## DATA SHOWN
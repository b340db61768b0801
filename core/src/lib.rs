//! Pattern schemas, live drafts and toolkit migration.
//!
//! This crate holds the synchronous core of the scaffolding engine:
//!
//! - [`Pattern`]: an authored tree of [`Element`]s and [`Attribute`]s
//!   annotated with [`CodeTemplate`]s and [`Automation`].
//! - [`ToolkitDefinition`]: an immutable, versioned snapshot of a pattern and
//!   its template contents, produced by [`package`].
//! - [`DraftTree`]: the lazily materialised instance tree of a draft, and
//!   [`DraftDefinition`] which binds it to one toolkit version.
//! - [`resolve_schema`], [`resolve_draft`] and [`resolve_relative`]:
//!   bracketed path expressions such as `{Api.Route.Path}`.
//! - [`DraftTree::migrate`] and [`DraftDefinition::upgrade`]: id-keyed
//!   migration onto a newer toolkit with a classified change log.
//! - [`execute_launch_point`]: fans a launch point's commands out over
//!   materialised owners through a [`CommandExecutor`].
//!
//! Validation ([`validate_pattern`], [`DraftTree::validate`]) reports every
//! problem rather than stopping at the first.
//!
//! # Example
//!
//! ```
//! use automate_core::*;
//!
//! let mut pattern = Pattern::new("Api");
//! pattern.root = pattern
//!     .root
//!     .with_attribute(Attribute::new("Title", AttributeDataType::String).required())
//!     .with_element(
//!         Element::new("Route")
//!             .with_cardinality(Cardinality::ZeroOrMany)
//!             .with_attribute(Attribute::new("Verb", AttributeDataType::String).with_default("GET")),
//!     );
//! assert!(validate_pattern(&pattern).is_empty());
//!
//! let toolkit = package(&mut pattern, Vec::new(), VersionInstruction::Auto).unwrap();
//! let mut draft = DraftDefinition::new(&toolkit, "orders").unwrap();
//! assert_eq!(draft.validate().unwrap().len(), 1);
//!
//! let root = draft.tree.root_id().clone();
//! draft.set_property(&root, "Title", "Orders").unwrap();
//! assert!(draft.validate().unwrap().is_empty());
//!
//! let route = draft.tree.resolve("{Api.Route}").unwrap().unwrap().id().clone();
//! let item = draft.materialise_collection_item(&route).unwrap();
//! let verb = draft.tree.resolve_relative(&item, "{Verb}").unwrap().unwrap();
//! assert_eq!(verb.value(), Some(&AttributeValue::String("GET".into())));
//! ```

mod definition;
mod draft;
mod error;
mod ids;
mod index;
mod launch;
mod migration;
mod names;
mod path;
mod toolkit;
mod types;
mod validate;
mod value;
mod version;

pub use definition::DraftDefinition;
pub use draft::{DraftDocument, DraftItem, DraftItemKind, DraftTree, DraftViolation};
pub use error::{AutomateError, Result};
pub use ids::Id;
pub use index::SchemaIndex;
pub use launch::{
    CommandContext, CommandExecutionResult, CommandExecutor, CommandLogEntry, CommandOutcome,
    execute_launch_point,
};
pub use migration::{MigrationChange, MigrationChangeKind, MigrationMessage, MigrationResult};
pub use names::{RESERVED_NAMES, validate_name};
pub use path::{PARENT_SEGMENT, PathExpression, resolve_draft, resolve_relative, resolve_schema};
pub use toolkit::{CodeTemplateFile, ToolkitDefinition, diff_templates, package};
pub use types::*;
pub use validate::{PatternValidationError, validate_pattern};
pub use value::{AttributeDataType, AttributeValue};
pub use version::{
    ToolkitVersion, VersionChange, VersionChangeKind, VersionInstruction, next_version,
};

## EXERCISE
Locate all lines in the listing above with the word "Title". Copy them.

## YOUR SOLUTION
//!     .with_attribute(Attribute::new("Title", AttributeDataType::String).required())
//! draft.set_property(&root, "Title", "Orders").unwrap();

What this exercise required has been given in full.